Start of AVAILABLE RECORDS
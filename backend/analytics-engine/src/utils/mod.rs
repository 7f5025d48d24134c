pub mod rollup;
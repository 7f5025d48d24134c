use async_trait::async_trait;

use crate::{
    error::AnalyticsResult,
    models::{
        student::{RawComprehensiveAnalytics, StudentContextualPerformance},
        ContentBundle, ContentScope,
    },
};

/// Data-access collaborator that delivers raw rows to the engine.
///
/// Implementations must not pre-aggregate, and should return rows in a stable
/// order (for example by id) because rankings break ties by input order.
/// `Ok(None)` means the collaborator was reachable but had nothing to return.
#[async_trait]
pub trait AnalyticsSource: Send + Sync {
    async fn fetch_content_analytics_bundle(
        &self,
        scope: &ContentScope,
    ) -> AnalyticsResult<Option<ContentBundle>>;

    async fn fetch_student_contextual_performance(
        &self,
        student_id: &str,
        scope: &ContentScope,
    ) -> AnalyticsResult<Option<StudentContextualPerformance>>;

    async fn fetch_student_comprehensive_analytics(
        &self,
        student_id: &str,
    ) -> AnalyticsResult<Option<RawComprehensiveAnalytics>>;
}
use serde::Deserialize;
use std::env;
use validator::Validate;

use crate::error::{AnalyticsError, AnalyticsResult};

const DEFAULT_DATA_API_URL: &str = "http://localhost:54321";
const DEFAULT_TIMEOUT_SECS: u64 = 10;

#[derive(Debug, Clone, Deserialize)]
pub struct Config {
    pub data_api: DataApiConfig,
}

/// Connection settings for the remote data store's RPC surface.
#[derive(Debug, Clone, Deserialize, Validate)]
pub struct DataApiConfig {
    #[validate(url(message = "data_api.url must be an absolute URL"))]
    pub url: String,
    pub key: Option<String>,
    #[validate(range(min = 1, max = 120, message = "data_api.timeout_secs must be 1..=120"))]
    pub timeout_secs: u64,
}

impl Default for DataApiConfig {
    fn default() -> Self {
        Self {
            url: DEFAULT_DATA_API_URL.to_string(),
            key: None,
            timeout_secs: DEFAULT_TIMEOUT_SECS,
        }
    }
}

impl Config {
    pub fn load() -> AnalyticsResult<Self> {
        dotenvy::dotenv().ok();

        // Determine environment (defaults to dev)
        let env = env::var("APP_ENV").unwrap_or_else(|_| "dev".to_string());

        // config/*.toml first, APP__* environment overrides on top
        let settings = config::Config::builder()
            .add_source(config::File::with_name(&format!("config/{}", env)).required(false))
            .add_source(config::Environment::with_prefix("APP").separator("__"))
            .build()?;

        let url = settings
            .get_string("data_api.url")
            .or_else(|_| env::var("DATA_API_URL"))
            .unwrap_or_else(|_| DEFAULT_DATA_API_URL.to_string());

        let key = settings
            .get_string("data_api.key")
            .or_else(|_| env::var("DATA_API_KEY"))
            .ok()
            .filter(|key| !key.trim().is_empty());

        let timeout_secs = match settings.get_int("data_api.timeout_secs") {
            Ok(value) => u64::try_from(value).map_err(|_| {
                AnalyticsError::Config(format!("data_api.timeout_secs must be positive, got {}", value))
            })?,
            Err(config::ConfigError::NotFound(_)) => DEFAULT_TIMEOUT_SECS,
            Err(err) => return Err(err.into()),
        };

        let data_api = DataApiConfig {
            url,
            key,
            timeout_secs,
        };
        data_api.validate()?;

        if data_api.key.is_none() {
            tracing::warn!("DATA_API_KEY not set; data source requests will be unauthenticated");
        }

        Ok(Config { data_api })
    }
}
End of AVAILABLE RECORDS
* EXERCISE DETAILS
From the first line to the last, copy the data exactly.

* RESPONSE TO THIS EXERCISE
filename backend/analytics-engine/src/utils/mod.rs
repository 7f5025d48d24134c
pub mod rollup;
repository 7f5025d48d24134c
use async_trait::async_trait;

use crate::{
    error::AnalyticsResult,
    models::{
        student::{RawComprehensiveAnalytics, StudentContextualPerformance},
        ContentBundle, ContentScope,
    },
};

/// Data-access collaborator that delivers raw rows to the engine.
///
/// Implementations must not pre-aggregate, and should return rows in a stable
/// order (for example by id) because rankings break ties by input order.
/// `Ok(None)` means the collaborator was reachable but had nothing to return.
#[async_trait]
pub trait AnalyticsSource: Send + Sync {
    async fn fetch_content_analytics_bundle(
        &self,
        scope: &ContentScope,
    ) -> AnalyticsResult<Option<ContentBundle>>;

    async fn fetch_student_contextual_performance(
        &self,
        student_id: &str,
        scope: &ContentScope,
    ) -> AnalyticsResult<Option<StudentContextualPerformance>>;

    async fn fetch_student_comprehensive_analytics(
        &self,
        student_id: &str,
    ) -> AnalyticsResult<Option<RawComprehensiveAnalytics>>;
}
use serde::Deserialize;
use std::env;
use validator::Validate;

use crate::error::{AnalyticsError, AnalyticsResult};

const DEFAULT_DATA_API_URL: &str = "http://localhost:54321";
const DEFAULT_TIMEOUT_SECS: u64 = 10;

#[derive(Debug, Clone, Deserialize)]
pub struct Config {
    pub data_api: DataApiConfig,
}

/// Connection settings for the remote data store's RPC surface.
#[derive(Debug, Clone, Deserialize, Validate)]
pub struct DataApiConfig {
    #[validate(url(message = "data_api.url must be an absolute URL"))]
    pub url: String,
    pub key: Option<String>,
    #[validate(range(min = 1, max = 120, message = "data_api.timeout_secs must be 1..=120"))]
    pub timeout_secs: u64,
}

impl Default for DataApiConfig {
    fn default() -> Self {
        Self {
            url: DEFAULT_DATA_API_URL.to_string(),
            key: None,
            timeout_secs: DEFAULT_TIMEOUT_SECS,
        }
    }
}

impl Config {
    pub fn load() -> AnalyticsResult<Self> {
        dotenvy::dotenv().ok();

        // Determine environment (defaults to dev)
        let env = env::var("APP_ENV").unwrap_or_else(|_| "dev".to_string());

        // config/*.toml first, APP__* environment overrides on top
        let settings = config::Config::builder()
            .add_source(config::File::with_name(&format!("config/{}", env)).required(false))
            .add_source(config::Environment::with_prefix("APP").separator("__"))
            .build()?;

        let url = settings
            .get_string("data_api.url")
            .or_else(|_| env::var("DATA_API_URL"))
            .unwrap_or_else(|_| DEFAULT_DATA_API_URL.to_string());

        let key = settings
            .get_string("data_api.key")
            .or_else(|_| env::var("DATA_API_KEY"))
            .ok()
            .filter(|key| !key.trim().is_empty());

        let timeout_secs = match settings.get_int("data_api.timeout_secs") {
            Ok(value) => u64::try_from(value).map_err(|_| {
                AnalyticsError::Config(format!("data_api.timeout_secs must be positive, got {}", value))
            })?,
            Err(config::ConfigError::NotFound(_)) => DEFAULT_TIMEOUT_SECS,
            Err(err) => return Err(err.into()),
        };

        let data_api = DataApiConfig {
            url,
            key,
            timeout_secs,
        };
        data_api.validate()?;

        if data_api.key.is_none() {
            tracing::warn!("DATA_API_KEY not set; data source requests will be unauthenticated");
        }

        Ok(Config { data_api })
    }
}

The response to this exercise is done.